(Saved entries)
*****
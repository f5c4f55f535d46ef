//! `GameView`: the information-filtered projection of `GameState` an agent
//! is allowed to see (spec §4.5 "GameView filtering"). Own state is exposed
//! in full; opponents only get public facts. Deck contents are never
//! exposed, only remaining sizes.

use serde::Serialize;
use uuid::Uuid;

use crate::board::get_space;
use crate::state::GameState;

#[derive(Debug, Clone, Serialize)]
pub struct OwnView {
    pub id: Uuid,
    pub name: String,
    pub position: u8,
    pub cash: i64,
    pub properties: Vec<u8>,
    pub houses: Vec<(u8, u8)>,
    pub mortgaged: Vec<u8>,
    pub in_jail: bool,
    pub jail_turns: u8,
    pub get_out_of_jail_cards: u8,
}

#[derive(Debug, Clone, Serialize)]
pub struct OpponentView {
    pub id: Uuid,
    pub name: String,
    pub position: u8,
    pub cash: i64,
    pub properties: Vec<PropertyPublicView>,
    pub jail_cards: u8,
    pub in_jail: bool,
    pub is_bankrupt: bool,
}

#[derive(Debug, Clone, Serialize)]
pub struct PropertyPublicView {
    pub position: u8,
    pub houses: u8,
    pub mortgaged: bool,
}

#[derive(Debug, Clone, Serialize)]
pub struct BoardSpaceView {
    pub position: u8,
    pub name: String,
    pub owner: Option<Uuid>,
    pub owner_name: Option<String>,
    pub houses: u8,
    pub mortgaged: bool,
}

#[derive(Debug, Clone, Serialize)]
pub struct GameView {
    pub turn_number: u32,
    pub current_player_position: u8,
    pub me: OwnView,
    pub opponents: Vec<OpponentView>,
    pub board: Vec<BoardSpaceView>,
    pub chance_cards_remaining: usize,
    pub community_chest_cards_remaining: usize,
}

pub fn build_view(state: &GameState, player_id: Uuid) -> GameView {
    let me_player = state.get_player(player_id).expect("viewer must exist");
    let me = OwnView {
        id: me_player.id,
        name: me_player.name.clone(),
        position: me_player.position,
        cash: me_player.cash,
        properties: me_player.properties.iter().copied().collect(),
        houses: me_player.houses.iter().map(|(&p, &c)| (p, c)).collect(),
        mortgaged: me_player.mortgaged.iter().copied().collect(),
        in_jail: me_player.in_jail,
        jail_turns: me_player.jail_turns,
        get_out_of_jail_cards: me_player.get_out_of_jail_cards,
    };

    let opponents = state
        .players
        .iter()
        .filter(|p| p.id != player_id)
        .map(|p| OpponentView {
            id: p.id,
            name: p.name.clone(),
            position: p.position,
            cash: p.cash,
            properties: p
                .properties
                .iter()
                .map(|&pos| PropertyPublicView {
                    position: pos,
                    houses: p.house_count(pos),
                    mortgaged: p.is_mortgaged(pos),
                })
                .collect(),
            jail_cards: p.get_out_of_jail_cards,
            in_jail: p.in_jail,
            is_bankrupt: p.is_bankrupt,
        })
        .collect();

    let board = (0u8..40)
        .filter_map(|pos| get_space(pos).map(|s| (pos, s)))
        .map(|(pos, space)| {
            let owner = state.owner_of(pos);
            BoardSpaceView {
                position: pos,
                name: space.name.clone(),
                owner,
                owner_name: owner.and_then(|id| state.get_player(id)).map(|p| p.name.clone()),
                houses: owner
                    .and_then(|id| state.get_player(id))
                    .map(|p| p.house_count(pos))
                    .unwrap_or(0),
                mortgaged: owner
                    .and_then(|id| state.get_player(id))
                    .map(|p| p.is_mortgaged(pos))
                    .unwrap_or(false),
            }
        })
        .collect();

    GameView {
        turn_number: state.turn_number,
        current_player_position: state.current_player().position,
        me,
        opponents,
        board,
        chance_cards_remaining: state.chance_deck.draw_pile.len(),
        community_chest_cards_remaining: state.community_chest_deck.draw_pile.len(),
    }
}
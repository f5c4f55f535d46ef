mod bank;
mod deck;
mod game;
mod player;

pub use bank::Bank;
pub use deck::Deck;
pub use game::{GameState, TurnPhase};
pub use player::Player;
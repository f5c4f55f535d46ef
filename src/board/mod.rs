//! Static reference data — board spaces and cards, constructed once and
//! shared read-only across the game (spec §3.1).

mod cards;
mod tiles;

pub use cards::{Card, CardEffect, DeckKind, CHANCE_CARDS, COMMUNITY_CHEST_CARDS};
pub use tiles::{get_space, group_spaces, is_ownable, ColorGroup, Space, SpaceKind, BOARD};
//! Scenario 5 (spec §8.4): a debtor with no sellable buildings and only
//! already-mortgaged properties cannot be made solvent; stage 4 transfers
//! everything to the named creditor and marks the debtor bankrupt.

mod common;

use monopoly_arena_core::engine::bankruptcy::{declare_bankrupt, is_insolvent, liquidate_assets};
use monopoly_arena_core::events::EventKind;

#[test]
fn insolvent_debtor_with_no_liquidatable_assets_transfers_to_creditor() {
    let mut game = common::new_game(2, 42);
    let debtor = game.state.players[0].id;
    let creditor = game.state.players[1].id;

    {
        let d = game.state.get_player_mut(debtor).unwrap();
        d.cash = 50;
        d.properties.insert(1);
        d.mortgaged.insert(1);
    }
    game.state.property_owners.insert(1, debtor);

    // Owes 200 rent to the creditor; cash goes negative.
    game.state.get_player_mut(debtor).unwrap().cash -= 200;
    assert_eq!(game.state.get_player(debtor).unwrap().cash, -150);

    let auto_events = liquidate_assets(&mut game.state, debtor);
    assert!(
        auto_events.is_empty(),
        "no sellable buildings and no unmortgaged property means nothing to liquidate"
    );
    assert!(is_insolvent(&game.state, debtor));

    let events = declare_bankrupt(&mut game.state, debtor, Some(creditor));
    assert_eq!(events.len(), 1);
    assert!(matches!(events[0], EventKind::PlayerBankrupt { creditor: Some(c) } if c == creditor));

    let debtor_player = game.state.get_player(debtor).unwrap();
    assert!(debtor_player.is_bankrupt);
    assert_eq!(debtor_player.cash, 0);
    assert!(debtor_player.properties.is_empty());

    assert_eq!(game.state.owner_of(1), Some(creditor));
    assert!(game.state.get_player(creditor).unwrap().properties.contains(&1));
    assert!(game.state.get_player(creditor).unwrap().mortgaged.contains(&1));
}
//! Application error types

use axum::{
    http::StatusCode,
    response::{IntoResponse, Response},
    Json,
};
use serde_json::json;
use thiserror::Error;

/// Errors raised by engine mutation. These should never occur in normal
/// play; one surfacing aborts the game with `GameOver{reason: engine_error}`
/// rather than propagating further (spec §7, "defensive").
#[derive(Error, Debug, Clone, PartialEq, Eq)]
pub enum EngineError {
    #[error("no active game")]
    NoActiveGame,

    #[error("player not found: {0}")]
    PlayerNotFound(uuid::Uuid),

    #[error("invalid tile index: {0}")]
    InvalidTile(u8),

    #[error("illegal action: {0}")]
    IllegalAction(String),

    #[error("wrong turn phase: expected {expected}, found {found}")]
    WrongPhase { expected: String, found: String },

    #[error("invariant violated: {0}")]
    InvariantViolation(String),
}

pub type EngineResult<T> = Result<T, EngineError>;

#[derive(Error, Debug)]
pub enum AppError {
    #[error("Not found: {0}")]
    NotFound(String),

    #[error("Bad request: {0}")]
    BadRequest(String),

    #[error("Game error: {0}")]
    GameError(String),

    #[error("Engine error: {0}")]
    Engine(#[from] EngineError),

    #[error("Agent error: {0}")]
    Agent(String),

    #[error("Internal error: {0}")]
    Internal(#[from] anyhow::Error),
}

impl IntoResponse for AppError {
    fn into_response(self) -> Response {
        let (status, message) = match &self {
            AppError::NotFound(msg) => (StatusCode::NOT_FOUND, msg.clone()),
            AppError::BadRequest(msg) => (StatusCode::BAD_REQUEST, msg.clone()),
            AppError::GameError(msg) => (StatusCode::UNPROCESSABLE_ENTITY, msg.clone()),
            AppError::Engine(e) => {
                tracing::error!("engine error: {:?}", e);
                (StatusCode::INTERNAL_SERVER_ERROR, "engine error".into())
            }
            AppError::Agent(msg) => (StatusCode::BAD_GATEWAY, msg.clone()),
            AppError::Internal(e) => {
                tracing::error!("internal error: {:?}", e);
                (StatusCode::INTERNAL_SERVER_ERROR, "internal error".into())
            }
        };

        (status, Json(json!({ "error": message }))).into_response()
    }
}

pub type AppResult<T> = Result<T, AppError>;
*****
§ WHAT THE TASK ASKS:
Across all lines of the data above, count those that contain the word "spec", giving the number without further comment.

§ RESULT OF THE TASK:
4